Audiências incluem 13 investigados dos núcleos 2 e 4
O Supremo Tribunal Federal (STF) ouve nesta quinta-feira (24) os 13 réus dos núcleos 2 e 4 da Ação Penal relacionada à suposta tentativa de golpe após as eleições de 2022. As oitivas ocorrem em sessão virtual, marcada para as 9h.
As audiências foram agendadas após oitiva de testemunhas de acusação e defesa, além do depoimento do tenente-coronel Mauro Cid, colaborador. A maioria das oitivas anteriores foi conduzida por juízes auxiliares do gabinete do relator Alexandre de Moraes.

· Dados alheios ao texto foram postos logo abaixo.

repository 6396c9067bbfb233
//! The decoded form of a verified webhook delivery.

use serde::{Deserialize, Serialize};
use serde_json::Value;

/// Stripe event envelope.
///
/// Only the envelope is typed; `data.object` stays opaque JSON so that
/// downstream handlers decide how much of it to decode.
#[derive(Clone, Debug, Deserialize, Serialize, PartialEq)]
pub struct Event {
    /// Unique identifier, e.g. `evt_1NG8Du2eZvKYlo2CUI79vXWy`.
    pub id: String,
    /// Event category, e.g. `payment_intent.succeeded`.
    #[serde(rename = "type")]
    pub event_type: String,
    #[serde(default)]
    pub object: Option<String>,
    #[serde(default)]
    pub api_version: Option<String>,
    /// Unix timestamp of when the event was created.
    #[serde(default)]
    pub created: i64,
    #[serde(default)]
    pub livemode: bool,
    #[serde(default)]
    pub pending_webhooks: i64,
    /// Details of the API request that triggered the event, if any.
    #[serde(default)]
    pub request: Option<Value>,
    #[serde(default)]
    pub data: EventData,
}

/// Payload section of an [`Event`].
#[derive(Clone, Debug, Default, Deserialize, Serialize, PartialEq)]
pub struct EventData {
    /// The resource the event is about.
    #[serde(default)]
    pub object: Value,
    /// Changed attributes and their previous values, present on `*.updated` events.
    #[serde(default)]
    pub previous_attributes: Option<Value>,
}

impl Event {
    /// Decodes an event from the raw request body.
    pub fn from_slice(payload: &[u8]) -> Result<Self, serde_json::Error> {
        serde_json::from_slice(payload)
    }
}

A fase atual representa uma das etapas finais do processo. Após os interrogatórios, o caso seguirá para requerimentos e diligências, antes da apresentação das alegações finais. Na sequência, caberá ao ministro relator liberar o processo ao presidente da Primeira Turma, Cristiano Zanin, que poderá pautar o julgamento.

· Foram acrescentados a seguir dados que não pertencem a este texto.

//! Webhook signature validation.

mod stripe;

pub use stripe::{
    compute_signature, construct_event, signature_header, StripeSignatureVerifier,
    SIGNATURE_HEADER,
};

use std::time::Duration;

use http::HeaderMap;

use crate::error::{webhook_error, Error, WebhookErrorKind};
use crate::event::Event;

/// Default window within which a signature timestamp is accepted.
pub const DEFAULT_TOLERANCE: Duration = Duration::from_secs(300);

/// Trait for validating webhook deliveries.
pub trait WebhookValidator: Send + Sync {
    /// Validate a webhook request and decode its event.
    ///
    /// # Arguments
    ///
    /// * `headers` - HTTP headers from the webhook request
    /// * `body` - Raw request body bytes, exactly as received
    fn validate(&self, headers: &HeaderMap, body: &[u8]) -> Result<Event, Error>;

    /// Get the provider identifier for this validator.
    fn provider_id(&self) -> &str;
}

/// Replay protection policy for signature timestamps.
#[derive(Clone, Copy, Debug, PartialEq, Eq)]
pub enum Tolerance {
    /// Reject signatures whose timestamp is further than this from the current time.
    Enforced(Duration),
    /// Accept any timestamp. Only meant for replaying captured fixtures.
    Ignored,
}

impl Default for Tolerance {
    fn default() -> Self {
        Tolerance::Enforced(DEFAULT_TOLERANCE)
    }
}

/// Parsed `Stripe-Signature` header.
///
/// The wire format is a comma-separated list of `key=value` pairs:
///
/// ```text
/// t=1492774577,v1=5257a869e7ecebeda32affa62cdca3fa51cad7e77a0e56ff536d0ce8e108d8bd,v0=6ffbb59b...
/// ```
///
/// `v1` may repeat while a secret is being rolled. `v0` and unknown keys are ignored.
#[derive(Clone, Debug, PartialEq, Eq)]
pub struct SignatureHeader {
    timestamp: i64,
    signatures: Vec<String>,
}

impl SignatureHeader {
    /// Parse a raw header value.
    pub fn parse(value: &str) -> Result<Self, Error> {
        if value.trim().is_empty() {
            return Err(webhook_error(
                WebhookErrorKind::MissingSignature,
                "Stripe-Signature header is empty",
            ));
        }

        let mut timestamp = None;
        let mut signatures = Vec::new();

        for item in value.split(',') {
            let (key, val) = item.trim().split_once('=').ok_or_else(|| {
                webhook_error(
                    WebhookErrorKind::MalformedHeader,
                    "header item is not a key=value pair",
                )
            })?;

            match key {
                "t" => {
                    let parsed = val.parse::<i64>().map_err(|_| {
                        webhook_error(
                            WebhookErrorKind::MalformedHeader,
                            "timestamp is not a decimal integer",
                        )
                    })?;
                    timestamp = Some(parsed);
                }
                "v1" => signatures.push(val.to_string()),
                _ => {}
            }
        }

        let timestamp = timestamp.ok_or_else(|| {
            webhook_error(WebhookErrorKind::MalformedHeader, "header has no timestamp")
        })?;

        if signatures.is_empty() {
            return Err(webhook_error(
                WebhookErrorKind::MalformedHeader,
                "header has no v1 signature",
            ));
        }

        Ok(Self {
            timestamp,
            signatures,
        })
    }

    /// Signing timestamp in seconds since the Unix epoch.
    pub fn timestamp(&self) -> i64 {
        self.timestamp
    }

    /// Every `v1` value, in header order.
    pub fn signatures(&self) -> &[String] {
        &self.signatures
    }
}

O núcleo 2 é composto por seis réus apontados pela PGR como responsáveis pelo “gerenciamento das ações” da suposta organização criminosa, entre eles Filipe Martins, o ex-assessor internacional de Jair Bolsonaro.

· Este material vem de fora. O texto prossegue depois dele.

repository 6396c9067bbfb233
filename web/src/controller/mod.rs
pub(crate) mod health_check_controller;
pub(crate) mod webhook_controller;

Já o núcleo 4 é formado por sete réus acusados de executar “operações estratégicas de desinformação” e de promover ataques virtuais a autoridades e instituições.
Réus do núcleo 2:
- Silvinei Vasques, ex-diretor-geral da PRF;
- Marcelo Costa Câmara, ex-assessor de Bolsonaro;
- Marília Ferreira de Alencar, delegada da PF e ex-diretora de Inteligência do Ministério da Justiça;
- Fernando de Sousa Oliveira, delegado da PF e ex-diretor de Operações do MJ e ex-secretário-adjunto de Segurança Pública do DF;
- Mario Fernandes, ex-secretário-executivo da Secretaria-Geral da Presidência;
- Filipe Garcia Martins, ex-assessor da Presidência.
Réus do núcleo 4:
- Ailton Gonçalves Moraes Barros, major da reserva;
- Ângelo Martins Denicoli, major da reserva;
- Carlos Cesar Moretzsohn Rocha, presidente do Instituto Voto Legal (IVL);
- Giancarlo Gomes Rodrigues, subtenente;
- Guilherme Marques de Almeida, tenente-coronel;
- Marcelo Araújo Bormevet, policial federal;
- Reginaldo Vieira de Abreu, coronel.
Todos respondem por tentativa de abolição violenta do Estado Democrático de Direito, tentativa de golpe de Estado, participação em organização criminosa armada, dano qualificado e deterioração de patrimônio tombado.